I'd heard rumours the last occupants of the building above the bunker had left, So now was the time to see it.
We decided to head out at night and try our luck at finding a way in. After a lot of head scratching we eventually found our way inside.


_'Only three SRHQ bunkers are of recent construction- Basingstoke, (SRHQ62), Herford (SRHQ42) and Southport (SRHQ10).
Each has the same rough design, a All two-storey concrete basement below government office blocks built in the late 1960s.
Walls are 20-30 inches thick (50-75cm) and each has its own borehole for water.
Some one hundred and fifty thousand gallons of water are also stored in permanent tanks, and a generator room can power all the SRHQ's equipment for a month, with a ten thousand gallon fuel reserve.
Two sets of filters are fitted to the air-conditioning plant, one for peacetime exercise use, and the second for war.
If the level of fallout dust becomes too high, air conditioning can be switched to internal circulation for a period.
The bunkers were designed to have a radiation 'protection factor' of about 400, and to resist blast pressure of 1.5psi. In contrast, the average house is unlikely, after attack, to offer a protective factor better than 5-10.'_

Quoted from 'War Plan UK, the secret truth about Britain's Civil Defence. Duncan Campbell. 1980' 
























































Turns out they didn't just leave it completley unwatched on my second visit we set off PIR's and had to leave sharpish!
*
VIDEO HERE*

So where's the breezeblocks, secret tunnels, military police and dead people? It goes to show not you can't trust everything you read. Although I do believe there is still something to be found running under Hertfords streets. A police officer had once told me that he had been in one of them and I recently heard from a friend that a colleague of his had been lifting manholes and discovered a tiled passage exacly where the tunnels our said to lead.
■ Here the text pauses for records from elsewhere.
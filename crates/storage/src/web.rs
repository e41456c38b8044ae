//! `window.localStorage` adapter for browser builds.

use wasm_bindgen::{JsCast, JsValue};
use web_sys::{DomException, Storage};

use crate::repository::{KeyValueStore, StorageError};

/// Browser `localStorage` for the current origin.
#[derive(Clone, Debug)]
pub struct LocalStorage {
    storage: Storage,
}

impl LocalStorage {
    /// Open the current window's `localStorage`.
    ///
    /// # Errors
    ///
    /// Returns `StorageError::Unavailable` outside a window context or when
    /// the browser denies storage access (e.g. disabled cookies).
    pub fn from_window() -> Result<Self, StorageError> {
        let window = web_sys::window()
            .ok_or_else(|| StorageError::Unavailable("no window".to_owned()))?;
        let storage = window
            .local_storage()
            .map_err(|err| StorageError::Unavailable(describe(&err)))?
            .ok_or_else(|| StorageError::Unavailable("localStorage disabled".to_owned()))?;
        Ok(Self { storage })
    }
}

impl KeyValueStore for LocalStorage {
    fn get(&self, key: &str) -> Result<Option<String>, StorageError> {
        self.storage
            .get_item(key)
            .map_err(|err| StorageError::Unavailable(describe(&err)))
    }

    fn set(&self, key: &str, value: &str) -> Result<(), StorageError> {
        self.storage
            .set_item(key, value)
            .map_err(|err| match err.dyn_ref::<DomException>() {
                Some(exc) if exc.name() == "QuotaExceededError" => StorageError::QuotaExceeded {
                    key: key.to_owned(),
                },
                Some(exc) if exc.name() == "SecurityError" => StorageError::Unavailable(exc.message()),
                _ => StorageError::Backend(describe(&err)),
            })
    }

    fn remove(&self, key: &str) -> Result<(), StorageError> {
        self.storage
            .remove_item(key)
            .map_err(|err| StorageError::Backend(describe(&err)))
    }
}

fn describe(err: &JsValue) -> String {
    match err.dyn_ref::<DomException>() {
        Some(exc) => format!("{}: {}", exc.name(), exc.message()),
        None => err.as_string().unwrap_or_else(|| format!("{err:?}")),
    }
}
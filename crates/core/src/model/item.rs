use std::collections::BTreeMap;

use serde::{Deserialize, Serialize};
use thiserror::Error;

use crate::model::ids::{ItemId, LevelId};

#[derive(Debug, Error, Clone, PartialEq, Eq)]
#[non_exhaustive]
pub enum ItemKeyError {
    #[error("item at position {index} has no explicit id")]
    MissingExplicitId { index: usize },
}

/// How the UI layer turns a rendered item into a persisted key.
#[derive(Debug, Clone, Copy, Default, PartialEq, Eq, Serialize, Deserialize)]
#[serde(rename_all = "snake_case")]
pub enum ItemKeyStrategy {
    /// Trimmed label text, then element id, then `checkbox_<index>`.
    ///
    /// Compatible with records already saved in the browser. Two items
    /// with the same label share one key.
    #[default]
    LabelText,
    /// A stable id assigned in level configuration; labels are ignored.
    Explicit,
}

/// What the UI layer knows about one rendered item.
#[derive(Debug, Clone, Default, PartialEq, Eq)]
pub struct ItemKeySource {
    pub label: Option<String>,
    pub element_id: Option<String>,
    pub index: usize,
}

impl ItemKeySource {
    #[must_use]
    pub fn new(index: usize) -> Self {
        Self {
            index,
            ..Self::default()
        }
    }

    #[must_use]
    pub fn with_label(mut self, label: impl Into<String>) -> Self {
        self.label = Some(label.into());
        self
    }

    #[must_use]
    pub fn with_element_id(mut self, element_id: impl Into<String>) -> Self {
        self.element_id = Some(element_id.into());
        self
    }

    fn element_id(&self) -> Option<&str> {
        self.element_id
            .as_deref()
            .map(str::trim)
            .filter(|id| !id.is_empty())
    }
}

impl ItemKeyStrategy {
    /// Derive the persisted key for `source`.
    ///
    /// # Errors
    ///
    /// Returns `ItemKeyError::MissingExplicitId` under `Explicit` when the
    /// source carries no usable element id.
    pub fn derive(self, source: &ItemKeySource) -> Result<ItemId, ItemKeyError> {
        match self {
            ItemKeyStrategy::LabelText => Ok(match (&source.label, source.element_id()) {
                (Some(label), _) => ItemId::new(label.trim()),
                (None, Some(id)) => ItemId::new(id),
                (None, None) => ItemId::new(format!("checkbox_{}", source.index)),
            }),
            ItemKeyStrategy::Explicit => source
                .element_id()
                .map(ItemId::new)
                .ok_or(ItemKeyError::MissingExplicitId {
                    index: source.index,
                }),
        }
    }
}

/// A key shared by more than one rendered item.
#[derive(Debug, Clone, PartialEq, Eq)]
pub struct KeyCollision {
    pub key: ItemId,
    pub indices: Vec<usize>,
}

/// Report keys that more than one source maps to.
///
/// Sources that fail to derive a key are skipped; `derive` reports those.
#[must_use]
pub fn find_collisions(strategy: ItemKeyStrategy, sources: &[ItemKeySource]) -> Vec<KeyCollision> {
    let mut by_key: BTreeMap<ItemId, Vec<usize>> = BTreeMap::new();
    for source in sources {
        if let Ok(key) = strategy.derive(source) {
            by_key.entry(key).or_default().push(source.index);
        }
    }
    by_key
        .into_iter()
        .filter(|(_, indices)| indices.len() > 1)
        .map(|(key, indices)| KeyCollision { key, indices })
        .collect()
}

//
// ─── SNAPSHOT ──────────────────────────────────────────────────────────────────
//

/// Checked state of one item as currently rendered.
#[derive(Debug, Clone, PartialEq, Eq)]
pub struct ItemState {
    pub id: ItemId,
    pub checked: bool,
}

impl ItemState {
    #[must_use]
    pub fn new(id: impl Into<ItemId>, checked: bool) -> Self {
        Self {
            id: id.into(),
            checked,
        }
    }
}

/// Items that belong to a level, in display order.
#[derive(Debug, Clone, PartialEq, Eq)]
pub struct LevelItems {
    pub level: LevelId,
    pub items: Vec<ItemState>,
}

/// Item membership and checked state per level, supplied by the UI layer on
/// every recompute.
#[derive(Debug, Clone, Default, PartialEq, Eq)]
pub struct ProgressSnapshot {
    levels: Vec<LevelItems>,
}

impl ProgressSnapshot {
    #[must_use]
    pub fn new() -> Self {
        Self::default()
    }

    #[must_use]
    pub fn with_level(mut self, level: impl Into<LevelId>, items: Vec<ItemState>) -> Self {
        self.push_level(level, items);
        self
    }

    pub fn push_level(&mut self, level: impl Into<LevelId>, items: Vec<ItemState>) {
        self.levels.push(LevelItems {
            level: level.into(),
            items,
        });
    }

    /// Every entry recorded for `level`; repeated entries are all returned.
    pub fn items_for<'a>(&'a self, level: &'a LevelId) -> impl Iterator<Item = &'a ItemState> + 'a {
        self.levels
            .iter()
            .filter(move |entry| &entry.level == level)
            .flat_map(|entry| entry.items.iter())
    }

    #[must_use]
    pub fn levels(&self) -> &[LevelItems] {
        &self.levels
    }
}

#[cfg(test)]
mod tests {
    use super::*;

    #[test]
    fn label_text_is_trimmed() {
        let source = ItemKeySource::new(0)
            .with_label("  Set up a home lab \n")
            .with_element_id("cb-1");
        let key = ItemKeyStrategy::LabelText.derive(&source).unwrap();
        assert_eq!(key.as_str(), "Set up a home lab");
    }

    #[test]
    fn label_text_falls_back_to_element_id_then_index() {
        let with_id = ItemKeySource::new(4).with_element_id("cb-4");
        assert_eq!(
            ItemKeyStrategy::LabelText.derive(&with_id).unwrap().as_str(),
            "cb-4"
        );

        let bare = ItemKeySource::new(7).with_element_id("  ");
        assert_eq!(
            ItemKeyStrategy::LabelText.derive(&bare).unwrap().as_str(),
            "checkbox_7"
        );
    }

    #[test]
    fn blank_label_yields_empty_key() {
        let source = ItemKeySource::new(2).with_label("   ").with_element_id("cb-2");
        let key = ItemKeyStrategy::LabelText.derive(&source).unwrap();
        assert_eq!(key.as_str(), "");
    }

    #[test]
    fn explicit_requires_element_id() {
        let source = ItemKeySource::new(3).with_label("Port scanning");
        let err = ItemKeyStrategy::Explicit.derive(&source).unwrap_err();
        assert_eq!(err, ItemKeyError::MissingExplicitId { index: 3 });

        let source = source.with_element_id("nmap-basics");
        let key = ItemKeyStrategy::Explicit.derive(&source).unwrap();
        assert_eq!(key.as_str(), "nmap-basics");
    }

    #[test]
    fn identical_labels_collide() {
        let sources = vec![
            ItemKeySource::new(0).with_label("Write a report"),
            ItemKeySource::new(1).with_label("Capture packets"),
            ItemKeySource::new(2).with_label("Write a report "),
        ];
        let collisions = find_collisions(ItemKeyStrategy::LabelText, &sources);
        assert_eq!(
            collisions,
            vec![KeyCollision {
                key: ItemId::new("Write a report"),
                indices: vec![0, 2],
            }]
        );
    }

    #[test]
    fn explicit_ids_avoid_label_collisions() {
        let sources = vec![
            ItemKeySource::new(0).with_label("Write a report").with_element_id("l1-report"),
            ItemKeySource::new(1).with_label("Write a report").with_element_id("l2-report"),
        ];
        assert!(find_collisions(ItemKeyStrategy::Explicit, &sources).is_empty());
    }

    #[test]
    fn snapshot_merges_repeated_level_entries() {
        let level = LevelId::new("level1");
        let snapshot = ProgressSnapshot::new()
            .with_level("level1", vec![ItemState::new("a", true)])
            .with_level("level2", vec![ItemState::new("b", true)])
            .with_level("level1", vec![ItemState::new("c", false)]);
        let ids: Vec<&str> = snapshot.items_for(&level).map(|s| s.id.as_str()).collect();
        assert_eq!(ids, vec!["a", "c"]);
    }
}
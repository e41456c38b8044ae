use std::collections::BTreeMap;

use crate::model::ids::{ItemId, LevelId};
use crate::model::level::LevelChain;

/// Persisted snapshot of a user's progress: checked items, the level last
/// viewed, and the levels unlocked so far.
///
/// The unlocked list only grows. `unlock` is the only way to add to it and
/// nothing removes from it; a fresh record comes from [`ProgressRecord::new`].
#[derive(Debug, Clone, PartialEq, Eq)]
pub struct ProgressRecord {
    checked: BTreeMap<ItemId, bool>,
    current_level: LevelId,
    unlocked_levels: Vec<LevelId>,
}

impl ProgressRecord {
    /// Default record: nothing checked, first level current and unlocked.
    #[must_use]
    pub fn new(chain: &LevelChain) -> Self {
        let first = chain.first_id().clone();
        Self {
            checked: BTreeMap::new(),
            current_level: first.clone(),
            unlocked_levels: vec![first],
        }
    }

    /// Rebuild a record exactly as it was stored.
    ///
    /// No invariants are enforced here; call [`ProgressRecord::normalize`]
    /// before handing the record to the engine.
    #[must_use]
    pub fn from_persisted(
        checked: BTreeMap<ItemId, bool>,
        current_level: LevelId,
        unlocked_levels: Vec<LevelId>,
    ) -> Self {
        Self {
            checked,
            current_level,
            unlocked_levels,
        }
    }

    /// Restore the record invariants against `chain`.
    ///
    /// Adds the first level to the unlocked set if missing and moves the
    /// current level back to the first level if it is not unlocked. Unknown
    /// ids are left in place. Returns `true` if anything changed.
    pub fn normalize(&mut self, chain: &LevelChain) -> bool {
        let first = chain.first_id();
        let mut changed = false;
        if !self.is_unlocked(first) {
            self.unlocked_levels.insert(0, first.clone());
            changed = true;
        }
        if !self.is_unlocked(&self.current_level) {
            self.current_level = first.clone();
            changed = true;
        }
        changed
    }

    #[must_use]
    pub fn checked_items(&self) -> &BTreeMap<ItemId, bool> {
        &self.checked
    }

    #[must_use]
    pub fn current_level(&self) -> &LevelId {
        &self.current_level
    }

    /// Unlocked levels in the order they were unlocked.
    #[must_use]
    pub fn unlocked_levels(&self) -> &[LevelId] {
        &self.unlocked_levels
    }

    #[must_use]
    pub fn is_unlocked(&self, level: &LevelId) -> bool {
        self.unlocked_levels.contains(level)
    }

    /// Whether `item` was last recorded as checked. Unknown items are unchecked.
    #[must_use]
    pub fn is_checked(&self, item: &str) -> bool {
        self.checked.get(item).copied().unwrap_or(false)
    }

    /// Number of items recorded as checked, regardless of level.
    #[must_use]
    pub fn total_completed(&self) -> usize {
        self.checked.values().filter(|checked| **checked).count()
    }

    /// Record the state of an item. Unchecking keeps the key with `false`.
    pub fn set_checked(&mut self, item: ItemId, checked: bool) {
        self.checked.insert(item, checked);
    }

    /// Add `level` to the unlocked set. Returns `true` if it was not there.
    pub fn unlock(&mut self, level: LevelId) -> bool {
        if self.is_unlocked(&level) {
            return false;
        }
        self.unlocked_levels.push(level);
        true
    }

    /// Make `level` current if it is unlocked. Returns `false` otherwise and
    /// leaves the record untouched.
    pub fn set_current_level(&mut self, level: &LevelId) -> bool {
        if !self.is_unlocked(level) {
            return false;
        }
        if &self.current_level != level {
            self.current_level = level.clone();
        }
        true
    }
}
So for now they remain a mystery but atleast I have finally debunked one piece of the puzzle.
Watch this space...​


----------



## Ace247 (Aug 24, 2012)

Fantastic pictures & write up. Size of those generators proper bad boys...


----------



## TeeJF (Aug 24, 2012)

Way to go you guys!


----------



## kevsy21 (Aug 24, 2012)

Great stuff,well done.


----------



## freespirits (Aug 24, 2012)

very nice pics and good report


----------



## shane.c (Aug 24, 2012)

Good pics what else is out there, what we dont know about, ?


----------



## flyboys90 (Aug 24, 2012)

Superb pic & video,thanks for showing.


----------



## Lucky Pants (Aug 24, 2012)

Fascinating stuff well done .


----------



## John_D (Aug 24, 2012)

Great report, loved the video


----------



## night crawler (Aug 24, 2012)

Was going to ask if you set off any alarms, looks like you did. Nice one.


----------



## UrbanX (Aug 24, 2012)

Pfft, not bad for a noob I suppose  
Great to see you on here Trog, ground breaking stuff. I don't know how you take pics like that! 
People have mentioned the Hertford tunnels to me before and I've always said "nah, if they existed someone would have explored / photographed them" and I guess now they have! 
Cheers for sharing bud, have a great Bday soon!!


----------



## Ninja Kitten (Aug 24, 2012)

thats well tidy!!


----------



## troglodyte (Aug 25, 2012)

Thanks alll 



UrbanX said:


> Pfft, not bad for a noob I suppose
> Great to see you on here Trog, ground breaking stuff. I don't know how you take pics like that!
> People have mentioned the Hertford tunnels to me before and I've always said "nah, if they existed someone would have explored / photographed them" and I guess now they have!
> Cheers for sharing bud, have a great Bday soon!!



Noob! :icon_evil hahaha

Yep still got a few more leads to check out before I'm done though


----------



## Boatbird (Aug 25, 2012)

Awesome shots!


----------



## _Nyx_ (Aug 25, 2012)

Fantastic report, cool place & pics !


----------



## John_D (Aug 25, 2012)

troglodyte said:


> Thanks alll
> 
> 
> 
> ...


 Didn't get a lot of use out of the old _cYb3r9h0s7_ user name on here


----------